> **Records contained in a dataset**:
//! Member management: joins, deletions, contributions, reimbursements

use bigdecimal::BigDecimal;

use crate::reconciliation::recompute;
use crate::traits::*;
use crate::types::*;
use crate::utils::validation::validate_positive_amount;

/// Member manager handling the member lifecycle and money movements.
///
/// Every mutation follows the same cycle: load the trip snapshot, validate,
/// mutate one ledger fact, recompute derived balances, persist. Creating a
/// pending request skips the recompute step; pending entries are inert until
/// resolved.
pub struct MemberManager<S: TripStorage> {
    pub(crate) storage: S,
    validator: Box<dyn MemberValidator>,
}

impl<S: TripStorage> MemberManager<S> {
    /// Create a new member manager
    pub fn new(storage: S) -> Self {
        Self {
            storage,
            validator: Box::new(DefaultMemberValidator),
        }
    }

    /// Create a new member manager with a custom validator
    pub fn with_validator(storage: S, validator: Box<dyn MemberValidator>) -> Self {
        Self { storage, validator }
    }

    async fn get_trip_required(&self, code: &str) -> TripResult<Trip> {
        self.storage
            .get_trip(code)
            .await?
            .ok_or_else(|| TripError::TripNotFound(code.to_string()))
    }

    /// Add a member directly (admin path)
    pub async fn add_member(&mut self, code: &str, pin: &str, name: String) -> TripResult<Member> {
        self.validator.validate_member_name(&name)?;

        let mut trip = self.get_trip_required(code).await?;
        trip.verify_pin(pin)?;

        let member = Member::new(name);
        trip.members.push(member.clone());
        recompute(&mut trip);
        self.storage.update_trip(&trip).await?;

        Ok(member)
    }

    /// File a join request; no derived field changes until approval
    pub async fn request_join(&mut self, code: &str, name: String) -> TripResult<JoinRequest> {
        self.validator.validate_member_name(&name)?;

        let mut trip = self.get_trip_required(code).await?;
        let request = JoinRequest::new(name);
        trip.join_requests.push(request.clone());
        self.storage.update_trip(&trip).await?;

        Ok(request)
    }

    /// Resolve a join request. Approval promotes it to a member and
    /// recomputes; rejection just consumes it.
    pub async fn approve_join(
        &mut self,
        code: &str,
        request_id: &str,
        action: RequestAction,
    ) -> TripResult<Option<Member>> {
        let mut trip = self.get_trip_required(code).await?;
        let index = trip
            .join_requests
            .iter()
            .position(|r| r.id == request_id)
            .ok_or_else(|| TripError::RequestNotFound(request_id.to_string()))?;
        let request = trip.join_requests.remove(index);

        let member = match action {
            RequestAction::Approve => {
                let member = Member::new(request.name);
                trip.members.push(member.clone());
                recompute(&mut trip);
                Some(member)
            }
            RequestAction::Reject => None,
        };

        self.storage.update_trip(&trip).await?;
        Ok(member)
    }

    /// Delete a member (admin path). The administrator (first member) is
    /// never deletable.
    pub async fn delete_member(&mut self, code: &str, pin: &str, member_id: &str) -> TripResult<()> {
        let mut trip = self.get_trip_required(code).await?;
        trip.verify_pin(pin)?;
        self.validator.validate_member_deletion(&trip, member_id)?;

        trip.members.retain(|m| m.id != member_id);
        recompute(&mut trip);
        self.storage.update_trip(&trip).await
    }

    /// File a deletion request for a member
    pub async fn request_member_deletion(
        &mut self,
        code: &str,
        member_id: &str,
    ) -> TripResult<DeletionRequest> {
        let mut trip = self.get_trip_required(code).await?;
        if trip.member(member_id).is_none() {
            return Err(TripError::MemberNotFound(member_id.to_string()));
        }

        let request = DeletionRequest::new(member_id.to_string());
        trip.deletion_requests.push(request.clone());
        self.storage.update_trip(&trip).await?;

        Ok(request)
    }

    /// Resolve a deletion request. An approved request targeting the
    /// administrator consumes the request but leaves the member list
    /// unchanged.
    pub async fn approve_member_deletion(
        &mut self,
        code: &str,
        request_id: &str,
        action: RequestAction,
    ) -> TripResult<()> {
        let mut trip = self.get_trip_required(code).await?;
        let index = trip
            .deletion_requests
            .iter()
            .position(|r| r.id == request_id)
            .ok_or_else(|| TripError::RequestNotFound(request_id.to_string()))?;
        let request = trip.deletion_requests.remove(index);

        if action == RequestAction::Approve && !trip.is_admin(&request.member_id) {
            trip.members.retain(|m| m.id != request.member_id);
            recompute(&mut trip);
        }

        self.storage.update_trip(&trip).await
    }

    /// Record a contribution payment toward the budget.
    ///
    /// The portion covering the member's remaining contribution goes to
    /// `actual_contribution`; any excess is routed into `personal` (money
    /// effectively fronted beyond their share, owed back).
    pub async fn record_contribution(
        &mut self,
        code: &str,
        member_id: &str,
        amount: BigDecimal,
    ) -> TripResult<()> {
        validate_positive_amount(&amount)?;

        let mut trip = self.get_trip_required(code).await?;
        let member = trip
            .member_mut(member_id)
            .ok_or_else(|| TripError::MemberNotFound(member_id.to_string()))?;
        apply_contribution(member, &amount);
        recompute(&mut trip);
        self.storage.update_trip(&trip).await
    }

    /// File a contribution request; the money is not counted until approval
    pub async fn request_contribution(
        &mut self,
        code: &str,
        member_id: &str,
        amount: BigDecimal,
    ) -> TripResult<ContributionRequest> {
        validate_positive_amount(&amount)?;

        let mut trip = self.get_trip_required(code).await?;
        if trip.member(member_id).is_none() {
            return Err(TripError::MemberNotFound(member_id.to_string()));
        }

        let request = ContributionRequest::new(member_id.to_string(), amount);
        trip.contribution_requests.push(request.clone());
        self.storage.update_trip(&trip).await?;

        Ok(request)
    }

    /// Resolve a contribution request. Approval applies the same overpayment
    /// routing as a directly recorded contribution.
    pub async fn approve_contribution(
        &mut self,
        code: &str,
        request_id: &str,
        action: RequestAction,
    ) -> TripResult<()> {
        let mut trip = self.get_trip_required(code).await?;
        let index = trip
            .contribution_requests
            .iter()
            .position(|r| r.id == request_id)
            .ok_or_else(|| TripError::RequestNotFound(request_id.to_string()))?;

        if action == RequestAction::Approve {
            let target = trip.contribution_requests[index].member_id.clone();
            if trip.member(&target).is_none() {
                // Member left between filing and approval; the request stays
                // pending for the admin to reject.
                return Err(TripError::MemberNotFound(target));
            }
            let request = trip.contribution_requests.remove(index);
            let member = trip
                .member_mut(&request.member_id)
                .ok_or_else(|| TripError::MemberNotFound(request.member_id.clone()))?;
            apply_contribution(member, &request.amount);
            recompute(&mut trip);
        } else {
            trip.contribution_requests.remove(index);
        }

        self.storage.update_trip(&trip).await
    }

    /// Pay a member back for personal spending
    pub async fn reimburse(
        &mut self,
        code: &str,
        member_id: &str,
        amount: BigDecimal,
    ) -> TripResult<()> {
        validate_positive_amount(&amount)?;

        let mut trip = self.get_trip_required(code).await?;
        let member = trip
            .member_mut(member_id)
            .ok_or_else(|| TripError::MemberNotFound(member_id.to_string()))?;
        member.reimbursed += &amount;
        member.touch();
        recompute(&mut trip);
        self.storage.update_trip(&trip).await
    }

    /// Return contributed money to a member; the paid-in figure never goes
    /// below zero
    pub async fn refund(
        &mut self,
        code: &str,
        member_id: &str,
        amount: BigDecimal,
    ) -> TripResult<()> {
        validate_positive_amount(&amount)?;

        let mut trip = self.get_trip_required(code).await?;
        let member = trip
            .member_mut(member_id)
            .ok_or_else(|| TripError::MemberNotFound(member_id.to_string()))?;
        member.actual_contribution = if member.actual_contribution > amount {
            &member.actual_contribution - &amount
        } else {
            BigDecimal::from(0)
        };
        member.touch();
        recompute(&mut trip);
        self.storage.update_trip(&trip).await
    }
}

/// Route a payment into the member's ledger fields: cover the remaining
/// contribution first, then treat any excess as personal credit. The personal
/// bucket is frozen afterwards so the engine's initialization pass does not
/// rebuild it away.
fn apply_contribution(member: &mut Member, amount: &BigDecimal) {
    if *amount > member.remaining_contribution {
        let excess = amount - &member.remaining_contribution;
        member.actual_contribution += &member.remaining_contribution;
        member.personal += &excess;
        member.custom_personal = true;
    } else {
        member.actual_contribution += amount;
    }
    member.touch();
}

--

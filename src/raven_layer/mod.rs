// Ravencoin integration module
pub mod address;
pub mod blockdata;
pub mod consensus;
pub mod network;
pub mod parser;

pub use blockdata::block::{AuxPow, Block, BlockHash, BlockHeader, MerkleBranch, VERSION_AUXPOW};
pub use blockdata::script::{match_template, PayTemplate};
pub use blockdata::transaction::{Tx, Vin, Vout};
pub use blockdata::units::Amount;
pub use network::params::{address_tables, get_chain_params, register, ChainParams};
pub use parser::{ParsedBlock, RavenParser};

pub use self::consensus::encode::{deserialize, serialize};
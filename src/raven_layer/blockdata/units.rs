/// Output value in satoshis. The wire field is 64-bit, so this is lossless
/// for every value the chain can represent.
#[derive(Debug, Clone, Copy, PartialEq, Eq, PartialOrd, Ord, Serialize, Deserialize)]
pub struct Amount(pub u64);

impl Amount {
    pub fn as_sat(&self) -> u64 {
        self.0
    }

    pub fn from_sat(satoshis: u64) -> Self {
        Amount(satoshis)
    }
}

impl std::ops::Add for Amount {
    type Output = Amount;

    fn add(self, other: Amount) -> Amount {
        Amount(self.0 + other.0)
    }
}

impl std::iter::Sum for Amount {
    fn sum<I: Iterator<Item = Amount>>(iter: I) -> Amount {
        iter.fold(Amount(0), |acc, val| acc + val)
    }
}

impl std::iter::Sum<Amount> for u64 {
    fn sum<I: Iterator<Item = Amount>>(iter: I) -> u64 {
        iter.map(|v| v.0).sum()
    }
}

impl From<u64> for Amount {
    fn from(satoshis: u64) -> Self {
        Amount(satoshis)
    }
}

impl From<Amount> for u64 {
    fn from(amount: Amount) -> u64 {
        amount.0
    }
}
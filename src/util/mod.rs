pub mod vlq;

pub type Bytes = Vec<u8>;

> **Assignment**:
Retype the entries above exactly, but only from the line containing "fn add(self, other: Amount)" through the line containing "pub mod vlq;", both included.

> **Result of the exercise**:
    fn add(self, other: Amount) -> Amount {
        Amount(self.0 + other.0)
    }
}

impl std::iter::Sum for Amount {
    fn sum<I: Iterator<Item = Amount>>(iter: I) -> Amount {
        iter.fold(Amount(0), |acc, val| acc + val)
    }
}

impl std::iter::Sum<Amount> for u64 {
    fn sum<I: Iterator<Item = Amount>>(iter: I) -> u64 {
        iter.map(|v| v.0).sum()
    }
}

impl From<u64> for Amount {
    fn from(satoshis: u64) -> Self {
        Amount(satoshis)
    }
}

impl From<Amount> for u64 {
    fn from(amount: Amount) -> u64 {
        amount.0
    }
}
filename src/util/mod.rs
pub mod vlq;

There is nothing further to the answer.